Toda a redução imanentista do cosmos a si próprio implica imediatamente torná-lo num absurdo, que, na melhor das hipóteses, a panteísta, é um absurdo deus de si próprio, falsamente infinito para dentro, se é permitida a inexata, mas sugestiva expressão.

Num tal mundo, nada tem ou pode ter autonomia axiomática própria, pois tudo se equivale e tudo equivale a um nada de sentido próprio, pois quer a repetição infinita quer a finitude absoluta impedem que possa haver sentido: em geometria, mesmo o mais ínfimo vetor, sendo parte de uma reta “suporte”, é infinito e é nessa infinitude que é possível pôr um sentido. O ponto não tem sentido e, sem um ato transcendente, não tem relação senão consigo próprio.

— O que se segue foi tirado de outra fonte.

//! Store collaborators consumed by the realtime core
//!
//! The notification tables are owned by the CRUD services; the realtime core
//! only creates records, flags them as pushed, and reads preferences.

use async_trait::async_trait;
use sqlx::{FromRow, PgPool};
use time::{OffsetDateTime, Time};

use crate::error::StoreError;
use crate::types::{
    EntityId, NewNotification, Notification, NotificationId, NotificationPreferences, QuietHours,
    UserId,
};

/// Notification persistence used by the dispatch policy
#[async_trait]
pub trait NotificationStore: Send + Sync {
    /// Persist a new, unread and unpushed notification
    async fn create_notification(&self, new: &NewNotification) -> Result<Notification, StoreError>;

    /// Flag a notification as pushed at `pushed_at`
    async fn mark_notification_as_pushed(
        &self,
        id: NotificationId,
        pushed_at: OffsetDateTime,
    ) -> Result<(), StoreError>;

    /// Load the user's preferences; `Ok(None)` when the user never saved any
    async fn get_preferences(
        &self,
        user_id: UserId,
    ) -> Result<Option<NotificationPreferences>, StoreError>;
}

/// Rider business state consulted before a rider connection is upgraded
#[async_trait]
pub trait RiderDirectory: Send + Sync {
    /// Whether the rider has switched themselves online; unknown riders are offline
    async fn is_rider_online(&self, rider_id: EntityId) -> Result<bool, StoreError>;
}

/// PostgreSQL implementation of the store collaborators
#[derive(Clone)]
pub struct PgStore {
    pool: PgPool,
}

impl PgStore {
    pub fn new(pool: PgPool) -> Self {
        Self { pool }
    }

    pub fn pool(&self) -> &PgPool {
        &self.pool
    }
}

#[derive(Debug, FromRow)]
struct PreferencesRow {
    user_id: UserId,
    order_enabled: bool,
    payment_enabled: bool,
    delivery_enabled: bool,
    system_enabled: bool,
    food_safety_enabled: bool,
    quiet_hours_start: Option<Time>,
    quiet_hours_end: Option<Time>,
}

impl From<PreferencesRow> for NotificationPreferences {
    fn from(row: PreferencesRow) -> Self {
        let quiet_hours = match (row.quiet_hours_start, row.quiet_hours_end) {
            (Some(start), Some(end)) => Some(QuietHours::new(start, end)),
            _ => None,
        };

        Self {
            user_id: row.user_id,
            order_enabled: row.order_enabled,
            payment_enabled: row.payment_enabled,
            delivery_enabled: row.delivery_enabled,
            system_enabled: row.system_enabled,
            food_safety_enabled: row.food_safety_enabled,
            quiet_hours,
        }
    }
}

#[async_trait]
impl NotificationStore for PgStore {
    async fn create_notification(&self, new: &NewNotification) -> Result<Notification, StoreError> {
        let (related_type, related_id) = match &new.related {
            Some(related) => (Some(related.kind.as_str()), Some(related.id)),
            None => (None, None),
        };

        let notification = sqlx::query_as::<_, Notification>(
            r#"
            INSERT INTO notifications (
                user_id, category, title, body,
                related_type, related_id, extra, expires_at
            )
            VALUES ($1, $2, $3, $4, $5, $6, $7, $8)
            RETURNING id, user_id, category, title, body, related_type, related_id,
                      extra, is_read, read_at, is_pushed, pushed_at, expires_at, created_at
            "#,
        )
        .bind(new.user_id)
        .bind(new.category)
        .bind(&new.title)
        .bind(&new.body)
        .bind(related_type)
        .bind(related_id)
        .bind(&new.extra)
        .bind(new.expires_at)
        .fetch_one(&self.pool)
        .await?;

        Ok(notification)
    }

    async fn mark_notification_as_pushed(
        &self,
        id: NotificationId,
        pushed_at: OffsetDateTime,
    ) -> Result<(), StoreError> {
        let result = sqlx::query(
            r#"
            UPDATE notifications
            SET is_pushed = true, pushed_at = $2
            WHERE id = $1
            "#,
        )
        .bind(id)
        .bind(pushed_at)
        .execute(&self.pool)
        .await?;

        if result.rows_affected() == 0 {
            return Err(StoreError::NotFound(format!("notification {}", id)));
        }

        Ok(())
    }

    async fn get_preferences(
        &self,
        user_id: UserId,
    ) -> Result<Option<NotificationPreferences>, StoreError> {
        let row: Option<PreferencesRow> = sqlx::query_as(
            r#"
            SELECT user_id, order_enabled, payment_enabled, delivery_enabled,
                   system_enabled, food_safety_enabled,
                   quiet_hours_start, quiet_hours_end
            FROM notification_preferences
            WHERE user_id = $1
            "#,
        )
        .bind(user_id)
        .fetch_optional(&self.pool)
        .await?;

        Ok(row.map(NotificationPreferences::from))
    }
}

#[async_trait]
impl RiderDirectory for PgStore {
    async fn is_rider_online(&self, rider_id: EntityId) -> Result<bool, StoreError> {
        let online: Option<bool> =
            sqlx::query_scalar("SELECT is_online FROM riders WHERE id = $1")
                .bind(rider_id)
                .fetch_optional(&self.pool)
                .await?;

        Ok(online.unwrap_or(false))
    }
}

Esta má metáfora aplica-se ao caos que é a situação antropológica resultante das escolhas axiomáticas metafísicas da modernidade e suas consequências axiológicas.

A modernidade reduziu a ecologia antropológica a um pontilhado sem real relação possível. Sua Santidade vem lembrar que apenas o amor do Criador como axiomática constitutiva do tecido metafísico suporte do mundo permite que eu não me perca num caos de irrelação real, antes seja parte de uma casa comum, construída não sobre a areia-movediça do caos, mas sobre o sólido alicerce do «Logos», esse que, no nosso princípio, viu que tudo era bom, mesmo eu.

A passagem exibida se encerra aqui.